Thursday, October 5, 2017

album review: 'life changes' by thomas rhett

There's a part of me that doesn't even want to pretend I care about this record, to basically pull a bait-and-switch and talk about something that actually dropped this week and that got forced back on my schedule because according to my Patrons I should just 'get this over with'. Because that's the optimum attitude going into an album review, right?

In all due seriousness, I should have vetoed this from my schedule. I didn't because I've got a morbid sense of curiosity surrounding this guy's inexplicable popularity... you know, I can't even say that! I know what Thomas Rhett is popular, he makes doofy pop music for people terrified of the raw sexuality of Bruno Mars. I've always found it contemptible that he's still advertised on country radio, because let's be honest, he belongs on the pop stations - but he'd also be consigned to the same territory as the b- and c-list like Andy Grammer or just get stuck playing catch-up to Charlie Puth, Shawn Mendes and Ed Sheeran if he's not going to rip them off entirely. 

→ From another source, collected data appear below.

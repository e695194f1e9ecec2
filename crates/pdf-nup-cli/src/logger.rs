use chrono::Local;
use log::{LevelFilter, Metadata, Record};
use std::io::Write;

/// Timestamped stderr logger
pub struct CliLogger {
    level: LevelFilter,
}

impl CliLogger {
    /// `-v` enables debug output, `-vv` and above trace
    pub fn from_verbosity(verbose: u8) -> Self {
        let level = match verbose {
            0 => LevelFilter::Info,
            1 => LevelFilter::Debug,
            _ => LevelFilter::Trace,
        };
        Self { level }
    }

    pub fn init(self) -> Result<(), log::SetLoggerError> {
        let level = self.level;
        log::set_boxed_logger(Box::new(self))?;
        log::set_max_level(level);
        Ok(())
    }
}

impl log::Log for CliLogger {
    fn enabled(&self, metadata: &Metadata) -> bool {
        metadata.level() <= self.level
    }

    fn log(&self, record: &Record) {
        if self.enabled(record.metadata()) {
            let mut stderr = std::io::stderr().lock();
            let _ = writeln!(
                stderr,
                "{} {:<5} {}: {}",
                Local::now().format("%H:%M:%S%.3f"),
                record.level(),
                record.target(),
                record.args()
            );
        }
    }

    fn flush(&self) {
        let _ = std::io::stderr().flush();
    }
}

My larger point was that going into Life Changes I didn't expect the genre-defying abomination that was Tangled Up, I expected something more 'normal' and sedate after the success of 'Die A Happy Man', a set of pleasant, underwhelming milquetoast pop that'll be forgettable to listen through and absolute torture to review. But, at the same time it's not like 'Craving You' or 'Unforgettable' were bad songs - they weren't country but they were at least passable, and you really have nowhere to go but up after Tangled Up, so maybe this would be at least inoffensive?

Folks, after giving this a very fair number of listens, I have to say this definitively: this is the best record Thomas Rhett has released to date. Yeah, what much of the buzz is suggesting is actually true, this is actually passable - not great by any stretch of the imagination, and by the standards of pop country I've certainly heard stuff I prefer more, but if you were coming here expecting me to rant like what happened with Tangled Up... no, I can't, I actually didn't mind this, and the presence of a few genuinely good-to-great tracks gives this just enough leeway to work for what it is.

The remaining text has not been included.